▶ _Work item_: Whatever the records say, give every one of them again exactly.
:: Entries provided
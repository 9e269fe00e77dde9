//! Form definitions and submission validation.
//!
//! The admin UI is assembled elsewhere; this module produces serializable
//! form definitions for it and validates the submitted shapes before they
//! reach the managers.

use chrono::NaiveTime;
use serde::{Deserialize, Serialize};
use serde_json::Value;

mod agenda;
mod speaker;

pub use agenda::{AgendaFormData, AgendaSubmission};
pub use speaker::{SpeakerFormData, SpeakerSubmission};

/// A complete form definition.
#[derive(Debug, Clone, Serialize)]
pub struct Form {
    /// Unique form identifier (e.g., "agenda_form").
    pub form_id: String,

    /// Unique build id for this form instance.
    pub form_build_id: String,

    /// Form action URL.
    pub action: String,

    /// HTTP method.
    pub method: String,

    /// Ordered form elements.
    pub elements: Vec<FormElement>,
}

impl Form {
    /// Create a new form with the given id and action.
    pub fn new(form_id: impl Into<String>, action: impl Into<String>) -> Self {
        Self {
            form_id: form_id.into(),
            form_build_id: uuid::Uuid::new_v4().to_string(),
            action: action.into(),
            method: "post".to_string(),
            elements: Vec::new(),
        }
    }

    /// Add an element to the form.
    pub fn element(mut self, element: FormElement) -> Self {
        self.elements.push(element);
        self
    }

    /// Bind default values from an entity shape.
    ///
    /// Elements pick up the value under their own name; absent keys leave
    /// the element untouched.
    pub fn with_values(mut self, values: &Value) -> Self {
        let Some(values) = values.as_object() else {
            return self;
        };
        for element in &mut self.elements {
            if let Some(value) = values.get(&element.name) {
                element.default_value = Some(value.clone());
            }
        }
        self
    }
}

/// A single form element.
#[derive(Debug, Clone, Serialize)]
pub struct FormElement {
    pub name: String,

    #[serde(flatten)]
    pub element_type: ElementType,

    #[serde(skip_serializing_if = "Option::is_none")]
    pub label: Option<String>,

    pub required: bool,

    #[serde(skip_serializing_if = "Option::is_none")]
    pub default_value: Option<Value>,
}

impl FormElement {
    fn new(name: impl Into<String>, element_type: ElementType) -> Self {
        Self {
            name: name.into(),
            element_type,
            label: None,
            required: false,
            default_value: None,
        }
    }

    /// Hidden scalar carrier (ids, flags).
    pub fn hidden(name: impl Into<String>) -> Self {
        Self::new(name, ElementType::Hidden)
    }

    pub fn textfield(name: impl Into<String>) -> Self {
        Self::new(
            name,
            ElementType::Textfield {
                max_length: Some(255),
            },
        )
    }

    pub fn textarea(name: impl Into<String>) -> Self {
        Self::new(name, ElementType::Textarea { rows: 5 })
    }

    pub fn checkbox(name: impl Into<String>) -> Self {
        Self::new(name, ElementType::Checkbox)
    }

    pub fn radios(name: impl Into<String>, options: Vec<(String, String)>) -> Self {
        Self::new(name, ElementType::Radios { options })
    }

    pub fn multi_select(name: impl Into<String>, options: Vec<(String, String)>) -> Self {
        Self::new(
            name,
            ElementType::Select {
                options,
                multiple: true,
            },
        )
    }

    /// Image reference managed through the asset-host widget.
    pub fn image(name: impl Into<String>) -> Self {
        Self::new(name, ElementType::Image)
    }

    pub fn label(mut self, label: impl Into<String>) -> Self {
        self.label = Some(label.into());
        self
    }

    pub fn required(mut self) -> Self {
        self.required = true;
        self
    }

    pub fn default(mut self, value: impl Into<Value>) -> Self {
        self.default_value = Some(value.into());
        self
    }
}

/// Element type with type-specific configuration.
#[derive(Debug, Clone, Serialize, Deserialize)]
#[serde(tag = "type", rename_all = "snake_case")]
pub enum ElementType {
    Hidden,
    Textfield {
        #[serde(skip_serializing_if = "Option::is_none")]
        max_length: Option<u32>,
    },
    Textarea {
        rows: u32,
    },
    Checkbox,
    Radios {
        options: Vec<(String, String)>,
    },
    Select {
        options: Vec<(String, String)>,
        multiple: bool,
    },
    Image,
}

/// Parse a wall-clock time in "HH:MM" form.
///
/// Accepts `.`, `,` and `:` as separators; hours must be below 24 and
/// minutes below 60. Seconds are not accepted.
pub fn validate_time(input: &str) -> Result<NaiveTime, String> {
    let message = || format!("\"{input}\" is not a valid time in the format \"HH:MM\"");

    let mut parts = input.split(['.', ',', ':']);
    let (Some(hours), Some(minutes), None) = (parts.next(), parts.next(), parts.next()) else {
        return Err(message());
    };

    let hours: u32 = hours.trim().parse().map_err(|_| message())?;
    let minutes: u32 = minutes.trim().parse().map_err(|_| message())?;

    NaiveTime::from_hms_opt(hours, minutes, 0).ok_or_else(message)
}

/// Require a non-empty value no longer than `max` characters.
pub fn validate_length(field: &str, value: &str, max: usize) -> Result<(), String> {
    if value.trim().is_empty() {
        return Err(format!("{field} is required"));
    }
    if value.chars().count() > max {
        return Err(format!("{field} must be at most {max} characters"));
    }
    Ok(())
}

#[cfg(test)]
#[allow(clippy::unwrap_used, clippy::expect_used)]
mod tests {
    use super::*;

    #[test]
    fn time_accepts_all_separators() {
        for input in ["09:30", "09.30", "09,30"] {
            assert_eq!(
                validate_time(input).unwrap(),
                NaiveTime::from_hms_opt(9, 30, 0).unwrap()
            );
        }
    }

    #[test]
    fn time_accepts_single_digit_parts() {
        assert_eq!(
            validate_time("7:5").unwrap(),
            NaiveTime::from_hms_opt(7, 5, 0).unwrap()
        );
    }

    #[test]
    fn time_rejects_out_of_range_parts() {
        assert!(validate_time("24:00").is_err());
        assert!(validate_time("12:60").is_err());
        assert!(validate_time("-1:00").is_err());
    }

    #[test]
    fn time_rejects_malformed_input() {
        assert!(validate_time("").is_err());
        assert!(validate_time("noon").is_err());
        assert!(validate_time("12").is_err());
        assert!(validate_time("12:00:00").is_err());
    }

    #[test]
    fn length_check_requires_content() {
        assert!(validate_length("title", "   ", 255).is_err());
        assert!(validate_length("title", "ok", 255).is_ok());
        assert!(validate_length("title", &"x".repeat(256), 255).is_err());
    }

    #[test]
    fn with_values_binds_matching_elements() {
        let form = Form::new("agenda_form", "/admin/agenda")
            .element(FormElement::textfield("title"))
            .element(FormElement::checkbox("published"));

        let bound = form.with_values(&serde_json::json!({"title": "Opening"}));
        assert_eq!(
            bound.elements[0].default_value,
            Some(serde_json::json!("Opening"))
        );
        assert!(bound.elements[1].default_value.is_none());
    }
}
::::
▶ _Solution for this task_:
repository 9e269fe00e77dde9
//! Form definitions and submission validation.
//!
//! The admin UI is assembled elsewhere; this module produces serializable
//! form definitions for it and validates the submitted shapes before they
//! reach the managers.

use chrono::NaiveTime;
use serde::{Deserialize, Serialize};
use serde_json::Value;

mod agenda;
mod speaker;

pub use agenda::{AgendaFormData, AgendaSubmission};
pub use speaker::{SpeakerFormData, SpeakerSubmission};

/// A complete form definition.
#[derive(Debug, Clone, Serialize)]
pub struct Form {
    /// Unique form identifier (e.g., "agenda_form").
    pub form_id: String,

    /// Unique build id for this form instance.
    pub form_build_id: String,

    /// Form action URL.
    pub action: String,

    /// HTTP method.
    pub method: String,

    /// Ordered form elements.
    pub elements: Vec<FormElement>,
}

impl Form {
    /// Create a new form with the given id and action.
    pub fn new(form_id: impl Into<String>, action: impl Into<String>) -> Self {
        Self {
            form_id: form_id.into(),
            form_build_id: uuid::Uuid::new_v4().to_string(),
            action: action.into(),
            method: "post".to_string(),
            elements: Vec::new(),
        }
    }

    /// Add an element to the form.
    pub fn element(mut self, element: FormElement) -> Self {
        self.elements.push(element);
        self
    }

    /// Bind default values from an entity shape.
    ///
    /// Elements pick up the value under their own name; absent keys leave
    /// the element untouched.
    pub fn with_values(mut self, values: &Value) -> Self {
        let Some(values) = values.as_object() else {
            return self;
        };
        for element in &mut self.elements {
            if let Some(value) = values.get(&element.name) {
                element.default_value = Some(value.clone());
            }
        }
        self
    }
}

/// A single form element.
#[derive(Debug, Clone, Serialize)]
pub struct FormElement {
    pub name: String,

    #[serde(flatten)]
    pub element_type: ElementType,

    #[serde(skip_serializing_if = "Option::is_none")]
    pub label: Option<String>,

    pub required: bool,

    #[serde(skip_serializing_if = "Option::is_none")]
    pub default_value: Option<Value>,
}

impl FormElement {
    fn new(name: impl Into<String>, element_type: ElementType) -> Self {
        Self {
            name: name.into(),
            element_type,
            label: None,
            required: false,
            default_value: None,
        }
    }

    /// Hidden scalar carrier (ids, flags).
    pub fn hidden(name: impl Into<String>) -> Self {
        Self::new(name, ElementType::Hidden)
    }

    pub fn textfield(name: impl Into<String>) -> Self {
        Self::new(
            name,
            ElementType::Textfield {
                max_length: Some(255),
            },
        )
    }

    pub fn textarea(name: impl Into<String>) -> Self {
        Self::new(name, ElementType::Textarea { rows: 5 })
    }

    pub fn checkbox(name: impl Into<String>) -> Self {
        Self::new(name, ElementType::Checkbox)
    }

    pub fn radios(name: impl Into<String>, options: Vec<(String, String)>) -> Self {
        Self::new(name, ElementType::Radios { options })
    }

    pub fn multi_select(name: impl Into<String>, options: Vec<(String, String)>) -> Self {
        Self::new(
            name,
            ElementType::Select {
                options,
                multiple: true,
            },
        )
    }

    /// Image reference managed through the asset-host widget.
    pub fn image(name: impl Into<String>) -> Self {
        Self::new(name, ElementType::Image)
    }

    pub fn label(mut self, label: impl Into<String>) -> Self {
        self.label = Some(label.into());
        self
    }

    pub fn required(mut self) -> Self {
        self.required = true;
        self
    }

    pub fn default(mut self, value: impl Into<Value>) -> Self {
        self.default_value = Some(value.into());
        self
    }
}

/// Element type with type-specific configuration.
#[derive(Debug, Clone, Serialize, Deserialize)]
#[serde(tag = "type", rename_all = "snake_case")]
pub enum ElementType {
    Hidden,
    Textfield {
        #[serde(skip_serializing_if = "Option::is_none")]
        max_length: Option<u32>,
    },
    Textarea {
        rows: u32,
    },
    Checkbox,
    Radios {
        options: Vec<(String, String)>,
    },
    Select {
        options: Vec<(String, String)>,
        multiple: bool,
    },
    Image,
}

/// Parse a wall-clock time in "HH:MM" form.
///
/// Accepts `.`, `,` and `:` as separators; hours must be below 24 and
/// minutes below 60. Seconds are not accepted.
pub fn validate_time(input: &str) -> Result<NaiveTime, String> {
    let message = || format!("\"{input}\" is not a valid time in the format \"HH:MM\"");

    let mut parts = input.split(['.', ',', ':']);
    let (Some(hours), Some(minutes), None) = (parts.next(), parts.next(), parts.next()) else {
        return Err(message());
    };

    let hours: u32 = hours.trim().parse().map_err(|_| message())?;
    let minutes: u32 = minutes.trim().parse().map_err(|_| message())?;

    NaiveTime::from_hms_opt(hours, minutes, 0).ok_or_else(message)
}

/// Require a non-empty value no longer than `max` characters.
pub fn validate_length(field: &str, value: &str, max: usize) -> Result<(), String> {
    if value.trim().is_empty() {
        return Err(format!("{field} is required"));
    }
    if value.chars().count() > max {
        return Err(format!("{field} must be at most {max} characters"));
    }
    Ok(())
}

#[cfg(test)]
#[allow(clippy::unwrap_used, clippy::expect_used)]
mod tests {
    use super::*;

    #[test]
    fn time_accepts_all_separators() {
        for input in ["09:30", "09.30", "09,30"] {
            assert_eq!(
                validate_time(input).unwrap(),
                NaiveTime::from_hms_opt(9, 30, 0).unwrap()
            );
        }
    }

    #[test]
    fn time_accepts_single_digit_parts() {
        assert_eq!(
            validate_time("7:5").unwrap(),
            NaiveTime::from_hms_opt(7, 5, 0).unwrap()
        );
    }

    #[test]
    fn time_rejects_out_of_range_parts() {
        assert!(validate_time("24:00").is_err());
        assert!(validate_time("12:60").is_err());
        assert!(validate_time("-1:00").is_err());
    }

    #[test]
    fn time_rejects_malformed_input() {
        assert!(validate_time("").is_err());
        assert!(validate_time("noon").is_err());
        assert!(validate_time("12").is_err());
        assert!(validate_time("12:00:00").is_err());
    }

    #[test]
    fn length_check_requires_content() {
        assert!(validate_length("title", "   ", 255).is_err());
        assert!(validate_length("title", "ok", 255).is_ok());
        assert!(validate_length("title", &"x".repeat(256), 255).is_err());
    }

    #[test]
    fn with_values_binds_matching_elements() {
        let form = Form::new("agenda_form", "/admin/agenda")
            .element(FormElement::textfield("title"))
            .element(FormElement::checkbox("published"));

        let bound = form.with_values(&serde_json::json!({"title": "Opening"}));
        assert_eq!(
            bound.elements[0].default_value,
            Some(serde_json::json!("Opening"))
        );
        assert!(bound.elements[1].default_value.is_none());
    }
}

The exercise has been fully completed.